#### [WHAT YOU WILL DO]
In the records below, find the line that contains "assert_eq!(restored.snapshot(), snap);" and the line that contains "assert_eq!(link_pairs(&restored), link_pairs(&e));", then retype exactly those two lines and every line between them.

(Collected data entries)
**********

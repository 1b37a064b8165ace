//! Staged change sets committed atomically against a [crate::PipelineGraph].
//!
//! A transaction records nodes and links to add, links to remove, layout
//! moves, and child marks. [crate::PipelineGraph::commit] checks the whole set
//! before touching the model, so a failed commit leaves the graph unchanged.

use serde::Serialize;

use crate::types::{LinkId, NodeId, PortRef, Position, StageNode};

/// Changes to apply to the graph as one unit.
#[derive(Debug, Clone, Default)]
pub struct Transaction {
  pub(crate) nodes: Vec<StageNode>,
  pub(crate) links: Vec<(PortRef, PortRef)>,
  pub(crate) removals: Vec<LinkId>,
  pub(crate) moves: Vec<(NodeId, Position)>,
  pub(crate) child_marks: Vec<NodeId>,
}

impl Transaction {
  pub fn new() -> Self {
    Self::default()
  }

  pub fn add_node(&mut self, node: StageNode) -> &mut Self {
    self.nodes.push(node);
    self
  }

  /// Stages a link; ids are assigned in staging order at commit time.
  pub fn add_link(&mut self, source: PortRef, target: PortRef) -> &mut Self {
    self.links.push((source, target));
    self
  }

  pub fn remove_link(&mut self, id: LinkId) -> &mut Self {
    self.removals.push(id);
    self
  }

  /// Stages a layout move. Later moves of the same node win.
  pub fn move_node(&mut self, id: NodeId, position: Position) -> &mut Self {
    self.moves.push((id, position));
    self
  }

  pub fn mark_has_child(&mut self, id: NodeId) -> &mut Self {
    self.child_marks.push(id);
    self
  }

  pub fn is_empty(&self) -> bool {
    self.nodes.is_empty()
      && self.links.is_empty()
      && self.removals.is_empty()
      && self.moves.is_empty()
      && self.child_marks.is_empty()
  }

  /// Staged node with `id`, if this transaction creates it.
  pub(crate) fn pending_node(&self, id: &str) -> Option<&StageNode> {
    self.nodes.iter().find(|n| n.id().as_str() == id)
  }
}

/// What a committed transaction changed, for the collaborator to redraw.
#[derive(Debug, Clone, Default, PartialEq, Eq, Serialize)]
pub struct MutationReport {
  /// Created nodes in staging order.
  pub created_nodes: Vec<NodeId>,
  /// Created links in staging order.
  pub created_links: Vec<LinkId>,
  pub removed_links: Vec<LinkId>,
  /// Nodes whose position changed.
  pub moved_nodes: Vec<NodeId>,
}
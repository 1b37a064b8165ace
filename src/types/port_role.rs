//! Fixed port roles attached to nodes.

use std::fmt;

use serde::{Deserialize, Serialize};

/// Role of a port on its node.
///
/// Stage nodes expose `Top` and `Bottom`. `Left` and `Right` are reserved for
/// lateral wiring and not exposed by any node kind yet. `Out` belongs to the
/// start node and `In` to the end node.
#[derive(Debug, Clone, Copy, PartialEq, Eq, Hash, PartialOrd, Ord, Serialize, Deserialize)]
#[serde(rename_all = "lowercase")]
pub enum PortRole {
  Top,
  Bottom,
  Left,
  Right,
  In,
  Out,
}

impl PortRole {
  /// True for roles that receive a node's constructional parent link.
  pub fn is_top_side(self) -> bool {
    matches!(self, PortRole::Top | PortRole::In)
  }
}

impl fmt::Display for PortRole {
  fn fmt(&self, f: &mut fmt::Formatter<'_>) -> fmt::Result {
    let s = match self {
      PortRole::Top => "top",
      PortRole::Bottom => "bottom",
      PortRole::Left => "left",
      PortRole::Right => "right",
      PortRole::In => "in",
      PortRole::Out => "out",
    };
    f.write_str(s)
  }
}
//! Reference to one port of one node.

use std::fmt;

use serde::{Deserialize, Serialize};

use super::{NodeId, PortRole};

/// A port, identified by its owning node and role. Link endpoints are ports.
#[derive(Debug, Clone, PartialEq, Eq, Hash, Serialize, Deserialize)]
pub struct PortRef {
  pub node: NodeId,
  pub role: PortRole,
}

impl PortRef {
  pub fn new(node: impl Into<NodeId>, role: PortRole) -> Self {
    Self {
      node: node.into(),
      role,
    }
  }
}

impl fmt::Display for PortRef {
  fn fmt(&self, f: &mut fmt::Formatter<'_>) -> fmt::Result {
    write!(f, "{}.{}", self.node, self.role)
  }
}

**********

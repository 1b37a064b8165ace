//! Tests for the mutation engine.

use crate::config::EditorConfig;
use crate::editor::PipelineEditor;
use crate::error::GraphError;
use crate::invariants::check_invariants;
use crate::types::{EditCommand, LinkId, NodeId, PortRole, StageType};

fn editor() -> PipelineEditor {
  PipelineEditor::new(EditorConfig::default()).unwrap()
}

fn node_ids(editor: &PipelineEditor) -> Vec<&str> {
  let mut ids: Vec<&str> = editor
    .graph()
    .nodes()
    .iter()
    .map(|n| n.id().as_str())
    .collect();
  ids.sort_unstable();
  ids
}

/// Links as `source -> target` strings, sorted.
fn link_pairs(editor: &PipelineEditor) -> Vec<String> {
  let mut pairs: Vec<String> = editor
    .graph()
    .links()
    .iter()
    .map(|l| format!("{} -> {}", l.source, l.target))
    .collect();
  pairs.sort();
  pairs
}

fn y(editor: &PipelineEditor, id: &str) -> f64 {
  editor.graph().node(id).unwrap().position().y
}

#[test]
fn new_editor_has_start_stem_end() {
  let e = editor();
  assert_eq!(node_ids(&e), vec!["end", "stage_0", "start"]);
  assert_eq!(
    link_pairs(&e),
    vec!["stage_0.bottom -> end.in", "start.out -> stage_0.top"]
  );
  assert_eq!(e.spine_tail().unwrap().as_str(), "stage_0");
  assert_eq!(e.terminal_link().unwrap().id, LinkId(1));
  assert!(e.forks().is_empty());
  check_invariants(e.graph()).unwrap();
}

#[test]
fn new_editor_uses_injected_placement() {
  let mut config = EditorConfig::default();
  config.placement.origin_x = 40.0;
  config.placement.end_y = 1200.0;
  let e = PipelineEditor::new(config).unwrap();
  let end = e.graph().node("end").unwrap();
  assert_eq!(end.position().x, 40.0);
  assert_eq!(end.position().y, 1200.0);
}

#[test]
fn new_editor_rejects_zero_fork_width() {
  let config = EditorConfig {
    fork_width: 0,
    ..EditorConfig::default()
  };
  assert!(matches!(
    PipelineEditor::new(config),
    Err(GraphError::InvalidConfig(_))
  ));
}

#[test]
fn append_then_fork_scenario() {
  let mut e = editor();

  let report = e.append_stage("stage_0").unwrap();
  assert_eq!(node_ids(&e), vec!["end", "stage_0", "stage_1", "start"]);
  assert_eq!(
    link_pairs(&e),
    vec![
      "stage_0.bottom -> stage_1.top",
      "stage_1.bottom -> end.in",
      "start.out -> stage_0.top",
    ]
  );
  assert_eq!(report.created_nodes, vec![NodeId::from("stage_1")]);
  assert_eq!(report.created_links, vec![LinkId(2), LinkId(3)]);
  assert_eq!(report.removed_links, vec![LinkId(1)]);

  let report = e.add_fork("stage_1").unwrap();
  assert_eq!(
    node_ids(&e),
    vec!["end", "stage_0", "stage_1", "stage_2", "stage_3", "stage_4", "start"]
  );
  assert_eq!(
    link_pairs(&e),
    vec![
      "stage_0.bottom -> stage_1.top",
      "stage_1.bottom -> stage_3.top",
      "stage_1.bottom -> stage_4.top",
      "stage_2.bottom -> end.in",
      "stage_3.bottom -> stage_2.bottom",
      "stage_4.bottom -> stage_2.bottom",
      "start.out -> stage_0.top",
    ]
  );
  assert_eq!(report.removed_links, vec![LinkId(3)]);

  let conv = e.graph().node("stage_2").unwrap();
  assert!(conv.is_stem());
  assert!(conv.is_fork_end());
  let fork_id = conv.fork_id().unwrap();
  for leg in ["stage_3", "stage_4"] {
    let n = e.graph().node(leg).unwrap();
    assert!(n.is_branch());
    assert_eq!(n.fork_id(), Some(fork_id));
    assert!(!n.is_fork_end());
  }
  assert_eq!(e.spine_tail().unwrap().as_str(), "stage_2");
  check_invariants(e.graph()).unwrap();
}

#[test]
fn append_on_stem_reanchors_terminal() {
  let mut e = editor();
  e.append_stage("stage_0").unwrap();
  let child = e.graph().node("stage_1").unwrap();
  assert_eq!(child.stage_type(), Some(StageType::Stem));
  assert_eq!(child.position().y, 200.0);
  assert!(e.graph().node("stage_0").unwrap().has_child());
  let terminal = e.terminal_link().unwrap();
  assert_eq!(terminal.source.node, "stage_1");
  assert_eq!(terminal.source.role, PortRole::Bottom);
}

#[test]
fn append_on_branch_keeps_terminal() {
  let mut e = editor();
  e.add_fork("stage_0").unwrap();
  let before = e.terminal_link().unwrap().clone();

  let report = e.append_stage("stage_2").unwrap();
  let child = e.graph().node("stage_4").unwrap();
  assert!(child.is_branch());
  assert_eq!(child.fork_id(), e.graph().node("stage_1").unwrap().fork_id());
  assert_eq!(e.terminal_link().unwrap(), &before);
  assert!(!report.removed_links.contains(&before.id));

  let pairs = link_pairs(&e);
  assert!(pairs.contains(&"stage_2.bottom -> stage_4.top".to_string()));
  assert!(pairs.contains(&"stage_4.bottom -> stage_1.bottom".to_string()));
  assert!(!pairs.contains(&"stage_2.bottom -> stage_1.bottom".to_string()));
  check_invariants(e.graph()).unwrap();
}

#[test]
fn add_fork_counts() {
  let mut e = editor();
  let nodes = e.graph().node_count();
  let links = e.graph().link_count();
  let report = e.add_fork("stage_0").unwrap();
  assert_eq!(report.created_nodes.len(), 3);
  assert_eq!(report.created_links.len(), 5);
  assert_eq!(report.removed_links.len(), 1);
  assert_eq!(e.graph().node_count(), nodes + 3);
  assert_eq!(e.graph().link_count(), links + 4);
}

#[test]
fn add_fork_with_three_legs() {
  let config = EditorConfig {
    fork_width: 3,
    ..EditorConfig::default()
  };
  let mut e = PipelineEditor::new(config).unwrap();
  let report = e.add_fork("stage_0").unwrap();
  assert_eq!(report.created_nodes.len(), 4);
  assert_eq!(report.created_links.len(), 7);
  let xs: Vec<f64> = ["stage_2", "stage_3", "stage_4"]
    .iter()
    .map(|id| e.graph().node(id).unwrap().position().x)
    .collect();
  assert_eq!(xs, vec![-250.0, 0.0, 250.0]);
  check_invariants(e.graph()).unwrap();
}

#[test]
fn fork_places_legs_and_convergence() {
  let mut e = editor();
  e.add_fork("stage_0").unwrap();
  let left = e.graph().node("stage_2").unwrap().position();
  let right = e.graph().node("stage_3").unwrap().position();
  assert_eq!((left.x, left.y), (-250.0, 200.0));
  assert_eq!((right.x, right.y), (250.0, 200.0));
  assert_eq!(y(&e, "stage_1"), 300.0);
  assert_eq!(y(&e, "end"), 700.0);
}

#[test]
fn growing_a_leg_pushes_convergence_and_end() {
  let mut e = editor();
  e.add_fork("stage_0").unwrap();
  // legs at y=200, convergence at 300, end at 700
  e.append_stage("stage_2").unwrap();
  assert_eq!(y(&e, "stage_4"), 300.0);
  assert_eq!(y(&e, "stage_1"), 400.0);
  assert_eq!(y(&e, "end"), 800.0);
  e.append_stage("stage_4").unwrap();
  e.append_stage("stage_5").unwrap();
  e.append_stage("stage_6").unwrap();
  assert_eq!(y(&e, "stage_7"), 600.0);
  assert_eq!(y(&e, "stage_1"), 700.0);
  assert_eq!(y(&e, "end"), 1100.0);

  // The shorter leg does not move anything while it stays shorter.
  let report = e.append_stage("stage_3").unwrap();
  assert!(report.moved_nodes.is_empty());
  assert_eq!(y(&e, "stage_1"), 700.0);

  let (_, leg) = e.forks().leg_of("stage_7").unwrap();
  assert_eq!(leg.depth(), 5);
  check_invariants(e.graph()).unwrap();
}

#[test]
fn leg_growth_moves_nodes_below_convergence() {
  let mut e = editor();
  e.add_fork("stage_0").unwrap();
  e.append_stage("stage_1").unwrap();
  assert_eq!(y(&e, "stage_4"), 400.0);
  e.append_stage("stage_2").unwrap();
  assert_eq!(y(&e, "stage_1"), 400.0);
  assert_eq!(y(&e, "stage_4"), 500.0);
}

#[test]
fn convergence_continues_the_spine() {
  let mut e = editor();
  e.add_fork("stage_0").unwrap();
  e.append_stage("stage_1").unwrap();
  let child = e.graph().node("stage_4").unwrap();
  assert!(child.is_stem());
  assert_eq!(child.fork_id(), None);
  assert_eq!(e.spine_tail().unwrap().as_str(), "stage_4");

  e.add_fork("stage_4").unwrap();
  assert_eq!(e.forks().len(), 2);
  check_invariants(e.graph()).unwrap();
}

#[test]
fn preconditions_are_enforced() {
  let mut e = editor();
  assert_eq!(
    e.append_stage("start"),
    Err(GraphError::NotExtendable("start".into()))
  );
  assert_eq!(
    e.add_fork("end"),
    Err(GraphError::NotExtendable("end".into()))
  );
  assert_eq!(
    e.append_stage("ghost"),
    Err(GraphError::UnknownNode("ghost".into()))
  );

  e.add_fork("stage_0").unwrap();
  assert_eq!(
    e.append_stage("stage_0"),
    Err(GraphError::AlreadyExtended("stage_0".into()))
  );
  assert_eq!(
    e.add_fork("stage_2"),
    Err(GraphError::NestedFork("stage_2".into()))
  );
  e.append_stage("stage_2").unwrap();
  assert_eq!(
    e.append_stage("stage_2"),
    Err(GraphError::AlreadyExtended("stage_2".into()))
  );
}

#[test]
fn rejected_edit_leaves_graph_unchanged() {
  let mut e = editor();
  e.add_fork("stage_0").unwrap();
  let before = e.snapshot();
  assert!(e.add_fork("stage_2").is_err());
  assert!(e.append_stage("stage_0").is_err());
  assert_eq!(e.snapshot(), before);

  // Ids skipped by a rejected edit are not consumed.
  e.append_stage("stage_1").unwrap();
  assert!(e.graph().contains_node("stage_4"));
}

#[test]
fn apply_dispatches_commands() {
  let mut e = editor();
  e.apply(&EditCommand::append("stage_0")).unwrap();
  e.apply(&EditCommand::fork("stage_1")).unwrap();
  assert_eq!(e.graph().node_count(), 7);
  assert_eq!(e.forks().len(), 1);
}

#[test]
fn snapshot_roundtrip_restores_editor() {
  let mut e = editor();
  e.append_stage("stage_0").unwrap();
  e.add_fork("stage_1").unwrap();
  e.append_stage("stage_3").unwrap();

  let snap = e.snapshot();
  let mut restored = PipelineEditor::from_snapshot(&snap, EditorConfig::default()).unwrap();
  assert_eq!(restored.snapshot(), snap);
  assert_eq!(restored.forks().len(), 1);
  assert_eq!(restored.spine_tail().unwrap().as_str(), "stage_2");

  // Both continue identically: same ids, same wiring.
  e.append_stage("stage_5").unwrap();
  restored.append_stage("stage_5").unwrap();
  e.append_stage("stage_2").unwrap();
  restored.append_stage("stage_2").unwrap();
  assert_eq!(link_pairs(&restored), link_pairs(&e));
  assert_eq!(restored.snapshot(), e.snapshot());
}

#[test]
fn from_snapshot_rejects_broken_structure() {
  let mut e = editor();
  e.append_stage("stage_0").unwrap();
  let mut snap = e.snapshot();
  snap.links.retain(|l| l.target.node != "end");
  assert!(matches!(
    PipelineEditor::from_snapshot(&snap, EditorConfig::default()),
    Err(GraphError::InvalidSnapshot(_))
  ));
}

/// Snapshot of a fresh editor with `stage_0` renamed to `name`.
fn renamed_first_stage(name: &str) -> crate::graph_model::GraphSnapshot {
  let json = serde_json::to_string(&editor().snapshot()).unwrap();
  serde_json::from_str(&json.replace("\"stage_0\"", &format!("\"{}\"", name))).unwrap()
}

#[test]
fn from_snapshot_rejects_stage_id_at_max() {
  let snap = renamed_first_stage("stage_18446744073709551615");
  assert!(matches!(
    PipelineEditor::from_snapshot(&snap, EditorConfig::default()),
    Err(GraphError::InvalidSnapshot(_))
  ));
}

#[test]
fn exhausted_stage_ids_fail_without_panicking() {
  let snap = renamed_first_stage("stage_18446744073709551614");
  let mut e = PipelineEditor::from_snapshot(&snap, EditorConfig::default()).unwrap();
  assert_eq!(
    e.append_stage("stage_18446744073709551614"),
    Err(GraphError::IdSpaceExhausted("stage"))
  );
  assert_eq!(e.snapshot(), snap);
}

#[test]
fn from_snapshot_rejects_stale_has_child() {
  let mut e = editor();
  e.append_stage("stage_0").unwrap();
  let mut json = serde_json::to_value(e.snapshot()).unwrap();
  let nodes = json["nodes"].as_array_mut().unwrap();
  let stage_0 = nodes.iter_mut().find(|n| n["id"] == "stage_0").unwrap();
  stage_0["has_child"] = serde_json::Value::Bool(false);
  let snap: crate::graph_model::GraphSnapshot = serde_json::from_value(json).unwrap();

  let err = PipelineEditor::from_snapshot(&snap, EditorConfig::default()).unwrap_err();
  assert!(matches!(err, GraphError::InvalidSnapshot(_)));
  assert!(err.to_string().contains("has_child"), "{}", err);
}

**********

#### [RESULT OF THE EXERCISE]
  assert_eq!(restored.snapshot(), snap);
  assert_eq!(restored.forks().len(), 1);
  assert_eq!(restored.spine_tail().unwrap().as_str(), "stage_2");

  // Both continue identically: same ids, same wiring.
  e.append_stage("stage_5").unwrap();
  restored.append_stage("stage_5").unwrap();
  e.append_stage("stage_2").unwrap();
  restored.append_stage("stage_2").unwrap();
  assert_eq!(link_pairs(&restored), link_pairs(&e));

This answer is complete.